Und dann stieg eine der großartigsten Partys meines Lebens im beschaulichen Eschwege, in einer Scheune, die für eine Nacht für Feierwütige aus ganz Europa geräumt wurde. Aber mal von Anfang an:

2005 sah und hörte ich die Dresden Dolls zum ersten Mal. Das war in Berlin und sie waren die Vorband meiner musikalischen Götter Nine Inch Nails. Ich war sofort hin und weg und danach zählten auch sie, Keyboarderin und Sängerin Amanda Palmer und Drummer Brian Viglione, zu meinen Lieblingsbands. Brechtian Punk Cabaret nannte sich ihre Musik, irgendwo zwischen der Dreigroschenoper und Punk, mit ganz viel Moll und Lady-Power.

Seitdem habe ich sie 2006 noch einmal im Übel & Gefährlich in Hamburg gesehen und Amanda dann noch einmal solo in Hamburg – ich glaube es war 2008.

Heute „pausieren“ die Dresden Dolls, Amanda Palmer ist noch immer solo unterwegs und inzwischen mit dem Kult-Autoren Neil Gaiman verheiratet (ich bin damals fast ausgeflippt vor Freude, als ihre Beziehung bekannt wurde – Disney ist ein Witz dagegen!). Amanda Palmer ist nicht nur eine großartige Musikerin, sondern ein Vorbild in so vieler Hinsicht. Unter anderem ist sie eine Vorreiterin, was das Prinzip Crowdfunding angeht. Nachdem sie sich von ihrer Plattenfirma getrennt hatte, rief sie 2012 über Kickstarter ihre Fans dazu auf, ihr neues Album mitzufinanzieren. Jeder konnte geben, was er wollte. Ab bestimmten Geldbeträgen gab es dann Downloads, CDs und sonstige Fan-Pakete als Anreiz. Und für 5000 Dollar gab es eine House Party mit ihr. Es fand sich jemand, der das Geld vorstreckte, es fand sich eine Location, es fanden sich knapp 70 Leute, die Geld dazulegten und mitmachten – und nun fand die Party endlich statt!

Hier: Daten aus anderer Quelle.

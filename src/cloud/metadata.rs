//! Google Compute Engine instance metadata lookups.
//!
//! Values are plain-text `GET`s against the metadata server with the
//! `Metadata-Flavor: Google` header. Every lookup is a single attempt with a
//! short timeout; callers fetch once and cache.

use std::{fmt, time::Duration};

use serde::Deserialize;
use ureq::{Agent, AgentBuilder};

use super::CloudError;

/// Base URL of the metadata server reachable from GCE hosts.
pub const DEFAULT_METADATA_ENDPOINT: &str = "http://metadata.google.internal/computeMetadata/v1";
/// Per-request timeout for metadata lookups.
pub const METADATA_TIMEOUT: Duration = Duration::from_secs(5);

/// Identity of the instance the process runs on.
#[derive(Clone, Debug, PartialEq, Eq)]
pub struct InstanceMetadata {
    pub project_id: String,
    pub hostname: String,
    pub instance_id: String,
    /// Short zone name, e.g. `europe-west1-d`.
    pub zone: String,
}

/// Service-account token as returned by the metadata server.
#[derive(Clone, Deserialize)]
pub(crate) struct TokenResponse {
    pub access_token: String,
    #[serde(default)]
    pub expires_in: u64,
}

/// Minimal client for the instance metadata service.
#[derive(Clone)]
pub struct MetadataClient {
    agent: Agent,
    endpoint: String,
    timeout: Duration,
}

impl fmt::Debug for MetadataClient {
    fn fmt(&self, f: &mut fmt::Formatter<'_>) -> fmt::Result {
        f.debug_struct("MetadataClient")
            .field("endpoint", &self.endpoint)
            .field("timeout", &self.timeout)
            .finish()
    }
}

impl Default for MetadataClient {
    fn default() -> Self {
        Self::with_endpoint(DEFAULT_METADATA_ENDPOINT)
    }
}

impl MetadataClient {
    /// Client for the standard metadata server.
    pub fn new() -> Self {
        Self::default()
    }

    /// Client for a metadata server at `endpoint`, e.g. an emulator.
    pub fn with_endpoint(endpoint: impl Into<String>) -> Self {
        let endpoint = endpoint.into().trim_end_matches('/').to_string();
        Self {
            agent: AgentBuilder::new().build(),
            endpoint,
            timeout: METADATA_TIMEOUT,
        }
    }

    pub fn with_timeout(mut self, timeout: Duration) -> Self {
        self.timeout = timeout;
        self
    }

    pub fn endpoint(&self) -> &str {
        &self.endpoint
    }

    /// URL for `key` under `data_type` (`project` or `instance`).
    pub fn url(&self, data_type: &str, key: &str) -> String {
        format!("{}/{data_type}/{key}", self.endpoint)
    }

    /// Fetch one metadata value.
    ///
    /// # Errors
    ///
    /// [`CloudError::Metadata`] for transport failures and non-success
    /// statuses, [`CloudError::EmptyMetadata`] when the body is blank.
    pub fn get(&self, data_type: &str, key: &str) -> Result<String, CloudError> {
        let url = self.url(data_type, key);
        let failed = |source: Box<dyn std::error::Error + Send + Sync>| CloudError::Metadata {
            key: key.to_string(),
            data_type: data_type.to_string(),
            url: url.clone(),
            source,
        };
        let response = self
            .agent
            .get(&url)
            .set("Metadata-Flavor", "Google")
            .timeout(self.timeout)
            .call()
            .map_err(|err| match err {
                ureq::Error::Status(code, _) => failed(format!("HTTP status {code}").into()),
                ureq::Error::Transport(transport) => failed(Box::new(transport)),
            })?;
        let body = response.into_string().map_err(|err| failed(Box::new(err)))?;
        if body.trim().is_empty() {
            return Err(CloudError::EmptyMetadata { url });
        }
        Ok(body)
    }

    /// Project id of the host.
    pub fn project_id(&self) -> Result<String, CloudError> {
        self.get("project", "project-id")
    }

    /// Fetch project, host name, instance id and zone in that order. An
    /// explicit `project_id` skips the project lookup.
    pub fn instance(&self, project_id: Option<String>) -> Result<InstanceMetadata, CloudError> {
        let project_id = match project_id {
            Some(id) => id,
            None => self.project_id()?,
        };
        let hostname = self.get("instance", "name")?;
        let instance_id = self.get("instance", "id")?;
        let zone = short_zone(&self.get("instance", "zone")?).to_string();
        Ok(InstanceMetadata {
            project_id,
            hostname,
            instance_id,
            zone,
        })
    }

    /// Default service-account token for the instance.
    pub(crate) fn service_account_token(&self) -> Result<TokenResponse, CloudError> {
        let body = self.get("instance", "service-accounts/default/token")?;
        serde_json::from_str(&body)
            .map_err(|err| CloudError::Token(format!("malformed token response: {err}")))
    }
}

/// `projects/123/zones/europe-west1-d` → `europe-west1-d`.
pub fn short_zone(zone: &str) -> &str {
    zone.rsplit('/').next().unwrap_or(zone)
}

#[cfg(test)]
mod tests {
    use super::*;
    use crate::cloud::test_support::MetadataServer;
    use rstest::rstest;

    #[rstest]
    #[case("projects/123/zones/europe-west1-d", "europe-west1-d")]
    #[case("us-east1-b", "us-east1-b")]
    #[case("projects/123/zones/", "")]
    fn shortens_zone(#[case] input: &str, #[case] expected: &str) {
        assert_eq!(short_zone(input), expected);
    }

    #[test]
    fn sends_flavor_header_and_returns_body() {
        let server = MetadataServer::spawn(vec![("/project/project-id", 200, "my-project")]);
        let client = MetadataClient::with_endpoint(server.base_url());
        assert_eq!(client.project_id().expect("lookup succeeds"), "my-project");
        let request = server.requests().pop().expect("one request recorded");
        assert_eq!(request.header("metadata-flavor"), Some("Google"));
    }

    #[test]
    fn empty_body_is_an_error() {
        let server = MetadataServer::spawn(vec![("/instance/name", 200, "  \n")]);
        let client = MetadataClient::with_endpoint(server.base_url());
        let err = client.get("instance", "name").unwrap_err();
        assert!(matches!(err, CloudError::EmptyMetadata { ref url } if url.ends_with("/instance/name")));
    }

    #[test]
    fn error_status_names_key_type_and_url() {
        let server = MetadataServer::spawn(vec![]);
        let client = MetadataClient::with_endpoint(server.base_url());
        let err = client.get("instance", "zone").unwrap_err();
        let text = err.to_string();
        assert!(matches!(err, CloudError::Metadata { .. }));
        assert!(text.contains("\"zone\""), "{text}");
        assert!(text.contains("\"instance\""), "{text}");
        assert!(text.contains(&client.url("instance", "zone")), "{text}");
    }

    #[test]
    fn transport_failure_is_an_error() {
        let addr = {
            let listener = std::net::TcpListener::bind("127.0.0.1:0").expect("bind");
            listener.local_addr().expect("addr")
        };
        let client = MetadataClient::with_endpoint(format!("http://{addr}"))
            .with_timeout(Duration::from_secs(1));
        assert!(matches!(
            client.get("project", "project-id"),
            Err(CloudError::Metadata { .. })
        ));
    }

    #[test]
    fn instance_lookup_splits_zone() {
        let server = MetadataServer::gce("proj", "host-1", "42", "projects/9/zones/us-central1-a");
        let client = MetadataClient::with_endpoint(server.base_url());
        let info = client.instance(None).expect("instance metadata");
        assert_eq!(
            info,
            InstanceMetadata {
                project_id: "proj".into(),
                hostname: "host-1".into(),
                instance_id: "42".into(),
                zone: "us-central1-a".into(),
            }
        );
    }

    #[test]
    fn explicit_project_skips_lookup() {
        let server = MetadataServer::gce("proj", "host-1", "42", "zone-a");
        let client = MetadataClient::with_endpoint(server.base_url());
        let info = client.instance(Some("other".into())).expect("instance metadata");
        assert_eq!(info.project_id, "other");
        assert!(server.requests().iter().all(|r| r.path != "/project/project-id"));
    }
}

Die liebe Strahli stellte ihre Scheune im zentralen Eschwege zur Verfügung und – wie bereits geschrieben – reisten Amanda-Sympathisanten aus mindestens ganz Europa an. Wir waren schon alle ein wenig frustriert, weil sich der Termin für die Party seit Juni 2012 immer wieder verschob, doch umso netter war die Überraschung, als das Datum auf den 8. November 2013 fiel und bekannt wurde: Amanda kam nicht alleine, sondern hatte ihre Band, das Grand Theft Orchestra, dabei! Obwohl sie vorher ankündigte, keine Instrumente zu benötigen, da sie nur auf ihrer Ukulele spielen wollte und die Band nur als Gäste mitkamen, zückten sie dann doch alle ihre Instrumente und spielten uns ein kleines Privatkonzert.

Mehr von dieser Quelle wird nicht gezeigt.